The library is built in CI through two mechanisms:

  • ci.yml: The postinstall script handles it — pnpm install triggers [ -d dist ] || pnpm build, building the library if dist/ is absent.
  • deploy.yaml: Explicitly sets up mise and runs mise ts-lib-build to ensure a fresh build before deployment.

Development Workflow #

Local Development #

# Build the library (codegen + bundle + declarations)
mise ts-lib-build

# Run all quality checks
mise ts-lib-check

# Fix formatting issues
mise ts-lib-format-fix

# Regenerate metadata after modifying converters
mise ts-lib-codegen

# Type-check only
mise ts-lib-type-check

After Modifying Converters #

When you add or change a converter class, you must regenerate metadata:

mise ts-lib-codegen   # Regenerates export-format-metadata.tsx
mise ts-lib-build     # Full rebuild including codegen

The postinstall hook rebuilds automatically when dist/ is missing, but during development you should run explicit builds after changes.

Key Conventions #

File Formats #

  • CSV (text/csv): Most formats export as CSV. Headers are the first row, followed by one row per line item.
  • Excel (application/vnd.openxmlformats-officedocument.spreadsheetml.sheet): Some formats (FAST, FAST Voucher, SAP, QNE, SQL Accounting, MYOB Direct Expense) export as .xlsx using node-xlsx.
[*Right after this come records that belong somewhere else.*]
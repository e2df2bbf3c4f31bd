pub mod change_request;
pub mod lesson;
pub mod lesson_request;
pub mod notification;
pub mod review;
pub mod schedule;
pub mod subject;
pub mod user;
/// Rate a completed lesson as its student; re-rating updates in place.
/// The tutor's aggregate rating is recomputed in the same transaction.
pub async fn rate_lesson(
    pool: &PgPool,
    lesson_id: i32,
    actor_id: i32,
    role: ActorRole,
    payload: &RateLesson,
) -> ServiceResult<Review> {
    if !(1..=5).contains(&payload.rating) {
        return Err(ServiceError::Validation(
            "Rating must be between 1 and 5".to_string(),
        ));
    }

    let lesson = get_lesson_by_id(pool, lesson_id).await?;
    if !role.is_admin() && actor_id != lesson.student_id {
        return Err(ServiceError::Authorization(
            "Only the student can rate this lesson".to_string(),
        ));
    }
    if !lesson.is_completed {
        return Err(ServiceError::State(
            "Only completed lessons can be rated".to_string(),
        ));
    }

    let mut tx = pool.begin().await?;

    let query = format!(
        "INSERT INTO reviews (lesson_id, tutor_id, student_id, rating, comment)
         VALUES ($1, $2, $3, $4, $5)
         ON CONFLICT (lesson_id, student_id)
         DO UPDATE SET rating = EXCLUDED.rating, comment = EXCLUDED.comment, updated_at = NOW()
         RETURNING {REVIEW_COLUMNS}"
    );
    let review = sqlx::query_as::<_, Review>(&query)
        .bind(lesson_id)
        .bind(lesson.tutor_id)
        .bind(lesson.student_id)
        .bind(payload.rating)
        .bind(&payload.comment)
        .fetch_one(&mut *tx)
        .await?;

    refresh_tutor_rating(&mut tx, lesson.tutor_id).await?;

    tx.commit().await?;
    Ok(review)
}

/// True when a lesson's scheduled window has fully passed.
fn is_past_due(lesson_date: NaiveDate, end_time: NaiveTime, now: NaiveDateTime) -> bool {
    lesson_date < now.date() || (lesson_date == now.date() && end_time < now.time())
}

/// One auto-completion pass: flip every past-due confirmed lesson.
///
/// Per-item failures are logged and skipped so one bad row never blocks the
/// rest of the batch; nothing is retried.
pub async fn run_sweep(pool: &PgPool) -> ServiceResult<SweepReport> {
    let now = Utc::now().naive_utc();

    let open: Vec<(i32, NaiveDate, NaiveTime)> = sqlx::query_as(
        "SELECT id, lesson_date, end_time FROM lessons WHERE is_completed = FALSE ORDER BY id",
    )
    .fetch_all(pool)
    .await?;

    let due: Vec<i32> = open
        .into_iter()
        .filter(|(_, lesson_date, end_time)| is_past_due(*lesson_date, *end_time, now))
        .map(|(id, _, _)| id)
        .collect();

    let total_scanned = due.len();
    let mut completed_ids = Vec::new();

    for lesson_id in due {
        match mark_lesson_completed(pool, lesson_id, None).await {
            Ok(_) => completed_ids.push(lesson_id),
            Err(e) => {
                tracing::warn!(lesson_id, error = %e, "Sweep skipped lesson");
            }
        }
    }

    Ok(SweepReport {
        total_scanned,
        completed_count: completed_ids.len(),
        completed_ids,
    })
}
These use getExportWithMetadata for custom sheet layouts.

Date Formatting #

Each accounting software expects dates in specific formats. The formatDate(dateMs, format) utility wraps date-fns/format. Common patterns:

  • dd/MM/yyyy — Default, Xero, AutoCount
  • MM/dd/yyyy — QBO
  • yyyy-MM-dd — Zoho, Odoo, Sage, SAP, PEAK

Tax Calculations #

  • Converters respect InvoiceDataLineAmountType (INCLUSIVE vs EXCLUSIVE) to determine how tax is calculated
  • Tax amounts are extracted from enriched line items (accounting_tax_rate)
  • Rounding uses the round() utility from utils/number.ts

Enriched Data #

Before export, invoices and bank statements are enriched with accounting data (contacts, accounts, tax rates, tags, items, locations) via enrichInvoicesWithAccountingData and enrichBankStatementsWithAccountingData in export-utils.ts. The enriched types (EnrichedInvoice, EnrichedInvoiceLineItem, etc.) extend the base API types with optional accounting fields.

Validation #

Export utilities include validation functions (validateInvoiceForExport, validateBankStatementForExport, validateDirectExpenseForExport) that check for required fields before export.